France and Germany, backed by several smaller countries, have said Ukraine and Georgia do not meet NATO’s criteria and the decision would be an unnecessary provocation to Moscow just before President-elect Dmitry Medvedev takes office.
At stake is whether NATO pushes its European borders right up to the frontiers of Russia, with the exception of Belarus, or leaves a strategic buffer zone as the Kremlin wishes.
NATO Secretary-General Jaap de Hoop Scheffer left the scope, timing and nature of planned expansion vague in a speech to youth leaders from alliance countries.
“I expect the summit will open NATO’s doors to several new members from southeast Europe,” he said, adding the alliance would also strengthen ties with other states in the Balkans and the Euro-Atlantic area, including Ukraine and Georgia.
Bush sought to soothe Russian anger over what Moscow sees as NATO’s attempt to encroach on its sphere of influence, saying the Cold War was over and Russia was not the West’s enemy.
Looking ahead to a weekend summit with Russian President Vladimir Putin, Bush said there could be an unprecedented level of strategic cooperation on missile defense and arms control.
To a journalist who said that farewell meeting was headed for a “diplomatic train wreck”, the president said: “You call it a diplomatic train wreck … and I call it an opportunity.”

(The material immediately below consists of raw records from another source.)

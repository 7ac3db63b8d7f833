//! PDB text builders shared by tests that need real structure files.

use std::fs;
use std::path::Path;

pub(crate) fn atom_line(
    serial: usize,
    name: &str,
    res_name: &str,
    chain: char,
    seq: i32,
    [x, y, z]: [f64; 3],
) -> String {
    let element = name.trim().chars().next().unwrap_or('X');
    format!(
        "ATOM  {:>5} {:<4} {:>3} {}{:>4}    {:>8.3}{:>8.3}{:>8.3}{:>6.2}{:>6.2}          {:>2}",
        serial, name, res_name, chain, seq, x, y, z, 1.0, 0.0, element
    )
}

/// One `C3'` atom per `(chain, residue name, position)` entry, residues numbered from 1.
pub(crate) fn c3_prime_pdb(residues: &[(char, &str, [f64; 3])]) -> String {
    let mut lines: Vec<String> = residues
        .iter()
        .enumerate()
        .map(|(i, &(chain, res_name, position))| {
            atom_line(i + 1, " C3'", res_name, chain, i as i32 + 1, position)
        })
        .collect();
    lines.push("END".to_string());
    lines.join("\n") + "\n"
}

pub(crate) fn write_c3_prime_pdb(path: &Path, residues: &[(char, &str, [f64; 3])]) {
    fs::write(path, c3_prime_pdb(residues)).unwrap();
}
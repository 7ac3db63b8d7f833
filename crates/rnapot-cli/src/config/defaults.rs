use rnapot::core::potential::params::{
    DEFAULT_BIN_WIDTH, DEFAULT_MAX_DISTANCE, DEFAULT_MAXIMUM_SCORE, DEFAULT_POSITION_SKIP,
};
use rnapot::engine::config::MissingProfilePolicy;

pub struct DefaultsConfig {
    pub max_distance: f64,
    pub position_skip: usize,
    pub maximum_score: f64,
    pub bin_width: f64,
    pub keep_going: bool,
    pub missing_profile: MissingProfilePolicy,
}

impl Default for DefaultsConfig {
    fn default() -> Self {
        Self {
            max_distance: DEFAULT_MAX_DISTANCE,
            position_skip: DEFAULT_POSITION_SKIP,
            maximum_score: DEFAULT_MAXIMUM_SCORE,
            bin_width: DEFAULT_BIN_WIDTH,
            keep_going: false,
            missing_profile: MissingProfilePolicy::Zero,
        }
    }
}
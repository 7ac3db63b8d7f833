mod cli;
mod commands;
mod config;
mod error;
mod logging;
mod utils;

use crate::cli::{Cli, Commands};
use crate::error::{CliError, Result};
use crate::utils::progress::CliProgressHandler;
use clap::Parser;
use tracing::{debug, error, info};

fn main() {
    if let Err(e) = run_app() {
        eprintln!("\n❌ Error: {}", e);
        std::process::exit(1);
    }
}

fn run_app() -> Result<()> {
    let cli = Cli::parse();
    logging::setup_logging(cli.verbose, cli.quiet, cli.log_file.as_deref())?;

    let (panic_hook, eyre_hook) = color_eyre::config::HookBuilder::default().into_hooks();
    eyre_hook.install().map_err(|e| CliError::Other(e.into()))?;
    std::panic::set_hook(Box::new(move |pi| {
        error!("{}", panic_hook.panic_report(pi));
    }));

    info!("🚀 RNAPOT CLI v{} starting up.", env!("CARGO_PKG_VERSION"));
    debug!("Full CLI arguments parsed: {:?}", &cli);

    if let Some(num_threads) = cli.threads {
        info!(
            "Setting Rayon global thread pool to {} threads.",
            num_threads
        );
        rayon::ThreadPoolBuilder::new()
            .num_threads(num_threads)
            .build_global()
            .map_err(|e| {
                CliError::Other(anyhow::anyhow!("Failed to build global thread pool: {}", e))
            })?;
    }

    let progress = if cli.quiet {
        CliProgressHandler::hidden()
    } else {
        CliProgressHandler::new()
    };

    let command_result = match cli.command {
        Commands::Train(args) => {
            info!("Dispatching to 'train' command.");
            commands::train::run(args, progress)
        }
        Commands::Score(args) => {
            info!("Dispatching to 'score' command.");
            commands::score::run(args, progress)
        }
    };

    match &command_result {
        Ok(_) => info!("✅ Command completed successfully."),
        Err(e) => error!("❌ Command failed: {}", e),
    }

    command_result
}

Foreign Minister Sergei Lavrov told Russia’s lower house of parliament Moscow would respond “pragmatically” to any further NATO expansion by strengthening its defenses and economic might, but gave no details.
TOUGH DISCUSSIONS AHEAD
NATO summits are usually carefully choreographed to showcase pre-cooked agreements but the main enlargement decisions this time are to be agreed at an opening dinner, when Bush meets the French, German and other leaders.
“Almost all of the files are not locked away in the filing cabinet as they have been in past summits,” a NATO diplomat said.

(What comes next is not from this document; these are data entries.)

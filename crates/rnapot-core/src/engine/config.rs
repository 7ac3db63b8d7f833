use crate::core::potential::params::{ModelParameters, ParamsError};
use serde::{Deserialize, Serialize};
use std::fmt;
use std::path::PathBuf;
use std::str::FromStr;
use thiserror::Error;

#[derive(Debug, Error, PartialEq, Clone)]
pub enum ConfigError {
    #[error("Missing required parameter: {0}")]
    MissingParameter(&'static str),
    #[error("Invalid model parameters: {0}")]
    InvalidParameters(#[from] ParamsError),
    #[error("Unknown missing-profile policy '{0}' (expected 'zero' or 'error')")]
    UnknownPolicy(String),
}

/// How scoring treats a pair category for which no trained profile is available.
#[derive(Debug, Clone, Copy, PartialEq, Eq, Default, Serialize, Deserialize)]
#[serde(rename_all = "kebab-case")]
pub enum MissingProfilePolicy {
    /// The pair contributes nothing to the score.
    #[default]
    Zero,
    /// Scoring fails with [`crate::engine::error::EngineError::UnprofiledCategory`].
    Error,
}

impl FromStr for MissingProfilePolicy {
    type Err = ConfigError;

    fn from_str(s: &str) -> Result<Self, Self::Err> {
        match s.trim().to_ascii_lowercase().as_str() {
            "zero" => Ok(Self::Zero),
            "error" => Ok(Self::Error),
            _ => Err(ConfigError::UnknownPolicy(s.to_string())),
        }
    }
}

impl fmt::Display for MissingProfilePolicy {
    fn fmt(&self, f: &mut fmt::Formatter<'_>) -> fmt::Result {
        match self {
            Self::Zero => write!(f, "zero"),
            Self::Error => write!(f, "error"),
        }
    }
}

#[derive(Debug, Clone, PartialEq)]
pub struct TrainConfig {
    pub corpus_dir: PathBuf,
    pub output_dir: PathBuf,
    pub parameters: ModelParameters,
    /// Skip unreadable structures instead of aborting the run.
    pub keep_going: bool,
}

#[derive(Debug, Clone, PartialEq)]
pub struct ScoreConfig {
    pub profile_dir: PathBuf,
    pub structures_dir: PathBuf,
    pub parameters: ModelParameters,
    pub missing_profile: MissingProfilePolicy,
    /// File names (not paths) excluded from scoring.
    pub exclude: Vec<String>,
    pub keep_going: bool,
    /// Where to write the score table, if anywhere.
    pub output_path: Option<PathBuf>,
}

#[derive(Default)]
pub struct TrainConfigBuilder {
    corpus_dir: Option<PathBuf>,
    output_dir: Option<PathBuf>,
    parameters: Option<ModelParameters>,
    keep_going: bool,
}

impl TrainConfigBuilder {
    pub fn new() -> Self {
        Self::default()
    }

    pub fn corpus_dir(mut self, path: PathBuf) -> Self {
        self.corpus_dir = Some(path);
        self
    }
    pub fn output_dir(mut self, path: PathBuf) -> Self {
        self.output_dir = Some(path);
        self
    }
    pub fn parameters(mut self, parameters: ModelParameters) -> Self {
        self.parameters = Some(parameters);
        self
    }
    pub fn keep_going(mut self, keep_going: bool) -> Self {
        self.keep_going = keep_going;
        self
    }

    pub fn build(self) -> Result<TrainConfig, ConfigError> {
        let parameters = self
            .parameters
            .ok_or(ConfigError::MissingParameter("parameters"))?;
        parameters.validate()?;
        Ok(TrainConfig {
            corpus_dir: self
                .corpus_dir
                .ok_or(ConfigError::MissingParameter("corpus_dir"))?,
            output_dir: self
                .output_dir
                .ok_or(ConfigError::MissingParameter("output_dir"))?,
            parameters,
            keep_going: self.keep_going,
        })
    }
}

#[derive(Default)]
pub struct ScoreConfigBuilder {
    profile_dir: Option<PathBuf>,
    structures_dir: Option<PathBuf>,
    parameters: Option<ModelParameters>,
    missing_profile: MissingProfilePolicy,
    exclude: Vec<String>,
    keep_going: bool,
    output_path: Option<PathBuf>,
}

impl ScoreConfigBuilder {
    pub fn new() -> Self {
        Self::default()
    }

    pub fn profile_dir(mut self, path: PathBuf) -> Self {
        self.profile_dir = Some(path);
        self
    }
    pub fn structures_dir(mut self, path: PathBuf) -> Self {
        self.structures_dir = Some(path);
        self
    }
    pub fn parameters(mut self, parameters: ModelParameters) -> Self {
        self.parameters = Some(parameters);
        self
    }
    pub fn missing_profile(mut self, policy: MissingProfilePolicy) -> Self {
        self.missing_profile = policy;
        self
    }
    pub fn exclude<I, S>(mut self, names: I) -> Self
    where
        I: IntoIterator<Item = S>,
        S: Into<String>,
    {
        self.exclude.extend(names.into_iter().map(Into::into));
        self
    }
    pub fn keep_going(mut self, keep_going: bool) -> Self {
        self.keep_going = keep_going;
        self
    }
    pub fn output_path(mut self, path: PathBuf) -> Self {
        self.output_path = Some(path);
        self
    }

    pub fn build(self) -> Result<ScoreConfig, ConfigError> {
        let parameters = self
            .parameters
            .ok_or(ConfigError::MissingParameter("parameters"))?;
        parameters.validate()?;
        Ok(ScoreConfig {
            profile_dir: self
                .profile_dir
                .ok_or(ConfigError::MissingParameter("profile_dir"))?,
            structures_dir: self
                .structures_dir
                .ok_or(ConfigError::MissingParameter("structures_dir"))?,
            parameters,
            missing_profile: self.missing_profile,
            exclude: self.exclude,
            keep_going: self.keep_going,
            output_path: self.output_path,
        })
    }
}

#[cfg(test)]
mod tests {
    use super::*;

    #[test]
    fn train_builder_succeeds_with_required_fields() {
        let config = TrainConfigBuilder::new()
            .corpus_dir(PathBuf::from("corpus"))
            .output_dir(PathBuf::from("profiles"))
            .parameters(ModelParameters::default())
            .build()
            .unwrap();

        assert_eq!(config.corpus_dir, PathBuf::from("corpus"));
        assert_eq!(config.output_dir, PathBuf::from("profiles"));
        assert!(!config.keep_going);
    }

    #[test]
    fn train_builder_reports_first_missing_field() {
        let result = TrainConfigBuilder::new()
            .corpus_dir(PathBuf::from("corpus"))
            .parameters(ModelParameters::default())
            .build();
        assert_eq!(result, Err(ConfigError::MissingParameter("output_dir")));

        let result = TrainConfigBuilder::new()
            .corpus_dir(PathBuf::from("corpus"))
            .output_dir(PathBuf::from("profiles"))
            .build();
        assert_eq!(result, Err(ConfigError::MissingParameter("parameters")));
    }

    #[test]
    fn builders_reject_invalid_parameters() {
        let parameters = ModelParameters {
            bin_width: 0.0,
            ..ModelParameters::default()
        };
        let result = ScoreConfigBuilder::new()
            .profile_dir(PathBuf::from("profiles"))
            .structures_dir(PathBuf::from("decoys"))
            .parameters(parameters)
            .build();
        assert!(matches!(result, Err(ConfigError::InvalidParameters(_))));
    }

    #[test]
    fn score_builder_defaults_to_zero_policy_and_no_exclusions() {
        let config = ScoreConfigBuilder::new()
            .profile_dir(PathBuf::from("profiles"))
            .structures_dir(PathBuf::from("decoys"))
            .parameters(ModelParameters::default())
            .build()
            .unwrap();

        assert_eq!(config.missing_profile, MissingProfilePolicy::Zero);
        assert!(config.exclude.is_empty());
        assert_eq!(config.output_path, None);
    }

    #[test]
    fn score_builder_accumulates_exclusions() {
        let config = ScoreConfigBuilder::new()
            .profile_dir(PathBuf::from("profiles"))
            .structures_dir(PathBuf::from("decoys"))
            .parameters(ModelParameters::default())
            .exclude(["native.pdb"])
            .exclude(vec!["reference.cif".to_string()])
            .missing_profile(MissingProfilePolicy::Error)
            .build()
            .unwrap();

        assert_eq!(config.exclude, vec!["native.pdb", "reference.cif"]);
        assert_eq!(config.missing_profile, MissingProfilePolicy::Error);
    }

    #[test]
    fn missing_profile_policy_parses_case_insensitively() {
        assert_eq!("zero".parse(), Ok(MissingProfilePolicy::Zero));
        assert_eq!(" ERROR ".parse(), Ok(MissingProfilePolicy::Error));
        assert_eq!(
            "strict".parse::<MissingProfilePolicy>(),
            Err(ConfigError::UnknownPolicy("strict".to_string()))
        );
    }
}
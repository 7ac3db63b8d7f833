use crate::core::models::pair::PairCategory;
use crate::core::potential::params::{ModelParameters, bin_center};
use crate::core::potential::profile::{PotentialProfile, ProfileSet};
use serde::{Deserialize, Serialize};
use std::fs::{self, File};
use std::io::{self, BufRead, BufReader, BufWriter, Write};
use std::path::{Path, PathBuf};
use thiserror::Error;
use tracing::{debug, info};

pub const PROFILE_EXTENSION: &str = "txt";
pub const MANIFEST_FILE_NAME: &str = "model.toml";

// Tolerance when checking stored bin centers against the expected geometry.
const BIN_CENTER_TOLERANCE: f64 = 1e-6;

#[derive(Debug, Error)]
pub enum ProfileError {
    #[error("File I/O error for '{path}': {source}")]
    Io { path: String, source: io::Error },
    #[error("Malformed profile line {line} in '{path}': {reason}")]
    Malformed {
        path: String,
        line: usize,
        reason: String,
    },
    #[error("Profile '{path}' contains no scores")]
    Empty { path: String },
    #[error(
        "Bin center mismatch in '{path}' at bin {bin}: found {found}, expected {expected} for bin width {bin_width}"
    )]
    BinMismatch {
        path: String,
        bin: usize,
        found: f64,
        expected: f64,
        bin_width: f64,
    },
    #[error("TOML parsing error for '{path}': {source}")]
    ManifestParse {
        path: String,
        source: toml::de::Error,
    },
    #[error("TOML serialization error: {0}")]
    ManifestSerialize(#[from] toml::ser::Error),
}

/// Metadata stored next to a profile set describing how it was trained.
#[derive(Debug, Clone, PartialEq, Serialize, Deserialize)]
#[serde(rename_all = "kebab-case")]
pub struct ProfileManifest {
    pub parameters: ModelParameters,
    pub training_structures: usize,
    pub observed_pairs: u64,
}

/// Directory-backed persistence for potential profiles.
///
/// Each pair category lives in its own `<LABEL>.txt` file. Lines are `bin_center<TAB>score`;
/// files holding a bare score per line are also accepted, with bin centers implied by the
/// bin width. Blank lines and lines starting with `#` are ignored.
#[derive(Debug, Clone)]
pub struct ProfileStore {
    directory: PathBuf,
}

impl ProfileStore {
    pub fn new(directory: impl Into<PathBuf>) -> Self {
        Self {
            directory: directory.into(),
        }
    }

    pub fn directory(&self) -> &Path {
        &self.directory
    }

    pub fn path_for(&self, category: PairCategory) -> PathBuf {
        self.directory
            .join(format!("{}.{}", category.label(), PROFILE_EXTENSION))
    }

    pub fn manifest_path(&self) -> PathBuf {
        self.directory.join(MANIFEST_FILE_NAME)
    }

    pub fn save(&self, category: PairCategory, profile: &PotentialProfile) -> Result<(), ProfileError> {
        self.ensure_directory()?;
        let path = self.path_for(category);
        let io_error = |source| ProfileError::Io {
            path: path.to_string_lossy().to_string(),
            source,
        };

        let file = File::create(&path).map_err(io_error)?;
        let mut writer = BufWriter::new(file);
        for (center, score) in profile.knots() {
            writeln!(writer, "{}\t{}", center, score).map_err(io_error)?;
        }
        writer.flush().map_err(io_error)?;
        debug!(category = %category, path = ?path, "Saved profile.");
        Ok(())
    }

    pub fn save_all(&self, profiles: &ProfileSet) -> Result<(), ProfileError> {
        for (category, profile) in profiles.iter() {
            self.save(*category, profile)?;
        }
        info!(
            count = profiles.len(),
            directory = ?self.directory,
            "Saved profile set."
        );
        Ok(())
    }

    pub fn load(&self, category: PairCategory, bin_width: f64) -> Result<PotentialProfile, ProfileError> {
        let path = self.path_for(category);
        let path_str = path.to_string_lossy().to_string();
        let file = File::open(&path).map_err(|source| ProfileError::Io {
            path: path_str.clone(),
            source,
        })?;
        parse_profile(BufReader::new(file), bin_width, &path_str)
    }

    /// Loads every category that has a profile file. Missing files are not an error; they
    /// simply leave the category out of the returned set.
    pub fn load_all(&self, bin_width: f64) -> Result<ProfileSet, ProfileError> {
        let mut profiles = ProfileSet::new();
        for category in PairCategory::ALL {
            if !self.path_for(category).is_file() {
                debug!(category = %category, "No profile file for category.");
                continue;
            }
            profiles.insert(category, self.load(category, bin_width)?);
        }
        Ok(profiles)
    }

    pub fn save_manifest(&self, manifest: &ProfileManifest) -> Result<(), ProfileError> {
        self.ensure_directory()?;
        let path = self.manifest_path();
        let content = toml::to_string_pretty(manifest)?;
        fs::write(&path, content).map_err(|source| ProfileError::Io {
            path: path.to_string_lossy().to_string(),
            source,
        })
    }

    /// Reads the manifest if one exists.
    pub fn load_manifest(&self) -> Result<Option<ProfileManifest>, ProfileError> {
        let path = self.manifest_path();
        if !path.is_file() {
            return Ok(None);
        }
        let path_str = path.to_string_lossy().to_string();
        let content = fs::read_to_string(&path).map_err(|source| ProfileError::Io {
            path: path_str.clone(),
            source,
        })?;
        toml::from_str(&content)
            .map(Some)
            .map_err(|source| ProfileError::ManifestParse {
                path: path_str,
                source,
            })
    }

    fn ensure_directory(&self) -> Result<(), ProfileError> {
        fs::create_dir_all(&self.directory).map_err(|source| ProfileError::Io {
            path: self.directory.to_string_lossy().to_string(),
            source,
        })
    }
}

fn parse_profile(
    reader: impl BufRead,
    bin_width: f64,
    path: &str,
) -> Result<PotentialProfile, ProfileError> {
    let mut scores = Vec::new();

    for (line_num, line_res) in reader.lines().enumerate() {
        let line_num = line_num + 1;
        let line = line_res.map_err(|source| ProfileError::Io {
            path: path.to_string(),
            source,
        })?;
        let content = line.trim();
        if content.is_empty() || content.starts_with('#') {
            continue;
        }

        let malformed = |reason: String| ProfileError::Malformed {
            path: path.to_string(),
            line: line_num,
            reason,
        };
        let parse_float = |token: &str| {
            token
                .parse::<f64>()
                .map_err(|_| malformed(format!("invalid number '{}'", token)))
        };

        let tokens: Vec<&str> = content.split_whitespace().collect();
        let score = match tokens.as_slice() {
            [score] => parse_float(*score)?,
            [center, score] => {
                let found = parse_float(*center)?;
                let bin = scores.len();
                let expected = bin_center(bin, bin_width);
                if (found - expected).abs() > BIN_CENTER_TOLERANCE {
                    return Err(ProfileError::BinMismatch {
                        path: path.to_string(),
                        bin,
                        found,
                        expected,
                        bin_width,
                    });
                }
                parse_float(*score)?
            }
            _ => {
                return Err(malformed(format!(
                    "expected 1 or 2 columns, found {}",
                    tokens.len()
                )));
            }
        };
        if !score.is_finite() {
            return Err(malformed(format!("non-finite score {}", score)));
        }
        scores.push(score);
    }

    if scores.is_empty() {
        return Err(ProfileError::Empty {
            path: path.to_string(),
        });
    }
    Ok(PotentialProfile::new(scores, bin_width))
}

NATO decisions require unanimity, so Washington will probably have to settle for a program of closer cooperation with Ukraine and Georgia and at most a commitment to review the issue at next year’s 60th anniversary summit.

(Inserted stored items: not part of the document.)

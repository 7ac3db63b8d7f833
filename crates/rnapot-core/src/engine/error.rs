use super::config::ConfigError;
use crate::core::io::profile::ProfileError;
use crate::core::io::scores::ScoreSinkError;
use crate::core::io::structure::StructureError;
use crate::core::models::pair::PairCategory;
use std::path::PathBuf;
use thiserror::Error;

#[derive(Debug, Error)]
pub enum EngineError {
    #[error("Input directory does not exist: {}", .path.display())]
    MissingInput { path: PathBuf },

    #[error("No eligible structure files found in {}", .path.display())]
    EmptyCorpus { path: PathBuf },

    #[error("No trained profile for pair category {category}")]
    UnprofiledCategory { category: PairCategory },

    #[error("Failed to read structure {}: {source}", .path.display())]
    Structure {
        path: PathBuf,
        #[source]
        source: StructureError,
    },

    #[error("Profile store error: {source}")]
    Profile {
        #[from]
        source: ProfileError,
    },

    #[error("Score output error: {source}")]
    ScoreSink {
        #[from]
        source: ScoreSinkError,
    },

    #[error("Invalid configuration: {source}")]
    Config {
        #[from]
        source: ConfigError,
    },

    #[error("I/O error while scanning {}: {source}", .path.display())]
    Io {
        path: PathBuf,
        #[source]
        source: std::io::Error,
    },
}
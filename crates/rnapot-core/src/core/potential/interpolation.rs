use super::profile::PotentialProfile;

/// Straight-line interpolation through `(x0, y0)` and `(x1, y1)`.
///
/// Returns `y0` when the two abscissae coincide.
#[inline]
pub fn linear_interpolation(x0: f64, y0: f64, x1: f64, y1: f64, x: f64) -> f64 {
    if x1 == x0 {
        return y0;
    }
    y0 + (y1 - y0) * (x - x0) / (x1 - x0)
}

/// Evaluates a profile at a continuous distance.
///
/// The knots are the bin centers. Between the largest center `<= distance` and the smallest
/// center `> distance` the value is interpolated linearly. Below the first center the first
/// score is returned, at or beyond the last center the last score; there is no extrapolation.
/// An empty profile evaluates to zero.
pub fn interpolate(profile: &PotentialProfile, distance: f64) -> f64 {
    let scores = profile.scores();
    let Some((&first, &last)) = scores.first().zip(scores.last()) else {
        return 0.0;
    };

    let last_index = scores.len() - 1;
    if distance < profile.bin_center(0) {
        return first;
    }
    if distance >= profile.bin_center(last_index) || distance.is_nan() {
        return last;
    }

    let lower = bracketing_lower_index(profile, distance, last_index);
    let (x0, y0) = (profile.bin_center(lower), scores[lower]);
    let (x1, y1) = (profile.bin_center(lower + 1), scores[lower + 1]);
    linear_interpolation(x0, y0, x1, y1, distance)
}

// Index `k` with `center(k) <= distance < center(k + 1)`, for a distance strictly inside the
// knot range. The arithmetic estimate is corrected against the actual centers so that a
// distance equal to a center always selects that center as the lower knot.
fn bracketing_lower_index(profile: &PotentialProfile, distance: f64, last_index: usize) -> usize {
    let estimate = (distance / profile.bin_width() - 0.5).floor();
    let mut k = if estimate <= 0.0 {
        0
    } else {
        (estimate as usize).min(last_index - 1)
    };

    while k > 0 && profile.bin_center(k) > distance {
        k -= 1;
    }
    while k + 1 < last_index && profile.bin_center(k + 1) <= distance {
        k += 1;
    }
    k
}
use super::nucleotide::Nucleotide;
use serde::{Deserialize, Deserializer, Serialize, Serializer};
use std::fmt;
use std::str::FromStr;
use thiserror::Error;

/// A canonical, unordered pair of nucleotides.
///
/// The two members are always stored in sorted order, so `AU` and `UA` are the same category.
/// With four nucleotides there are exactly ten categories (combinations with repetition),
/// listed in [`PairCategory::ALL`] in lexicographic order of their labels.
#[derive(Debug, Clone, Copy, PartialEq, Eq, Hash, PartialOrd, Ord)]
pub struct PairCategory {
    first: Nucleotide,
    second: Nucleotide,
}

#[derive(Debug, Error, PartialEq, Eq, Clone)]
#[error("Invalid pair category label: '{0}'. Expected two nucleotide symbols (e.g., 'AU').")]
pub struct PairCategoryParseError(pub String);

impl PairCategory {
    pub const COUNT: usize = 10;

    pub const ALL: [PairCategory; Self::COUNT] = [
        Self::of(Nucleotide::A, Nucleotide::A),
        Self::of(Nucleotide::A, Nucleotide::C),
        Self::of(Nucleotide::A, Nucleotide::G),
        Self::of(Nucleotide::A, Nucleotide::U),
        Self::of(Nucleotide::C, Nucleotide::C),
        Self::of(Nucleotide::C, Nucleotide::G),
        Self::of(Nucleotide::C, Nucleotide::U),
        Self::of(Nucleotide::G, Nucleotide::G),
        Self::of(Nucleotide::G, Nucleotide::U),
        Self::of(Nucleotide::U, Nucleotide::U),
    ];

    // Callers guarantee `first <= second`.
    const fn of(first: Nucleotide, second: Nucleotide) -> Self {
        Self { first, second }
    }

    /// Canonicalizes two nucleotides into their pair category.
    ///
    /// Commutative: `classify(a, b) == classify(b, a)`.
    pub fn classify(a: Nucleotide, b: Nucleotide) -> Self {
        if a <= b { Self::of(a, b) } else { Self::of(b, a) }
    }

    pub fn members(&self) -> (Nucleotide, Nucleotide) {
        (self.first, self.second)
    }

    /// Position of this category in [`PairCategory::ALL`], usable as a dense array index.
    pub fn index(&self) -> usize {
        let rank = |n: Nucleotide| n as usize;
        let (i, j) = (rank(self.first), rank(self.second));
        // Row offsets of an upper-triangular 4x4 layout: 0, 4, 7, 9.
        let row_offset = i * 4 - (i * i.saturating_sub(1)) / 2;
        row_offset + (j - i)
    }

    pub fn label(&self) -> String {
        format!("{}{}", self.first, self.second)
    }
}

impl FromStr for PairCategory {
    type Err = PairCategoryParseError;

    fn from_str(s: &str) -> Result<Self, Self::Err> {
        let symbols: Vec<char> = s.chars().collect();
        match symbols.as_slice() {
            [a, b] => {
                let a = Nucleotide::from_symbol(*a);
                let b = Nucleotide::from_symbol(*b);
                match (a, b) {
                    (Some(a), Some(b)) => Ok(Self::classify(a, b)),
                    _ => Err(PairCategoryParseError(s.to_string())),
                }
            }
            _ => Err(PairCategoryParseError(s.to_string())),
        }
    }
}

impl fmt::Display for PairCategory {
    fn fmt(&self, f: &mut fmt::Formatter<'_>) -> fmt::Result {
        write!(f, "{}{}", self.first, self.second)
    }
}

impl Serialize for PairCategory {
    fn serialize<S: Serializer>(&self, serializer: S) -> Result<S::Ok, S::Error> {
        serializer.serialize_str(&self.label())
    }
}

impl<'de> Deserialize<'de> for PairCategory {
    fn deserialize<D: Deserializer<'de>>(deserializer: D) -> Result<Self, D::Error> {
        let label = String::deserialize(deserializer)?;
        label.parse().map_err(serde::de::Error::custom)
    }
}
use super::error::EngineError;
use crate::core::io::structure::StructureFormat;
use std::fs;
use std::path::{Path, PathBuf};
use tracing::debug;

/// Lists the structure files directly inside `dir`, sorted by path.
///
/// Only regular files with a recognized structure extension are kept. Files whose name
/// appears in `exclude` are dropped.
///
/// # Errors
///
/// [`EngineError::MissingInput`] if `dir` is not a directory, [`EngineError::EmptyCorpus`] if
/// nothing eligible remains, [`EngineError::Io`] if the directory cannot be listed.
pub fn discover_structures(dir: &Path, exclude: &[String]) -> Result<Vec<PathBuf>, EngineError> {
    if !dir.is_dir() {
        return Err(EngineError::MissingInput {
            path: dir.to_path_buf(),
        });
    }

    let io_error = |source| EngineError::Io {
        path: dir.to_path_buf(),
        source,
    };

    let mut paths = Vec::new();
    for entry in fs::read_dir(dir).map_err(io_error)? {
        let path = entry.map_err(io_error)?.path();
        if !path.is_file() || StructureFormat::from_path(&path).is_none() {
            continue;
        }
        let excluded = path
            .file_name()
            .and_then(|name| name.to_str())
            .is_some_and(|name| exclude.iter().any(|e| e == name));
        if excluded {
            debug!(?path, "Excluding structure by name.");
            continue;
        }
        paths.push(path);
    }

    if paths.is_empty() {
        return Err(EngineError::EmptyCorpus {
            path: dir.to_path_buf(),
        });
    }

    paths.sort();
    debug!(count = paths.len(), ?dir, "Discovered structure files.");
    Ok(paths)
}

/// Display name of a structure: its file name, falling back to the full path.
pub fn structure_name(path: &Path) -> String {
    path.file_name()
        .map(|name| name.to_string_lossy().to_string())
        .unwrap_or_else(|| path.to_string_lossy().to_string())
}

German Foreign Minister Frank-Walter Steinmeier was quoted by a German newspaper as saying NATO should not strain ties with Moscow beyond “the limit of the manageable” by supporting their request for a Membership Action Plan (MAP).
A senior German diplomat, Wolfgang Ischinger, also rejected accusations by Georgian President Mikhail Saakashvili that Berlin’s attitude was tantamount to appeasement of the Kremlin.
The real issue is how hard the United States will try to push for France and Germany to make a commitment to give Ukraine and Georgia a MAP in 2009, a senior NATO diplomat said.
Another uncertain decision facing the leaders was over Macedonia’s candidacy for NATO membership. Greece has threatened to veto Skopje’s entry over an unresolved dispute about the former Yugoslav republic’s name.
Bush made clear Washington wanted Macedonia, along with Croatia and Albania, to be invited to join this week. But Greek Foreign Minister Dora Bakoyanni said in Athens there was no time for a last-minute compromise. “We have said that no solution means no invitation,” she told reporters.
Diplomats said if Athens did not yield, leaders might try to issue a conditional invitation to Skopje, to be ratified once the name dispute was settled.
Some fear Macedonia’s exclusion would plunge it into a new political crisis, with repercussions for a region already on tenterhooks over Kosovo’s February 17 secession from Serbia.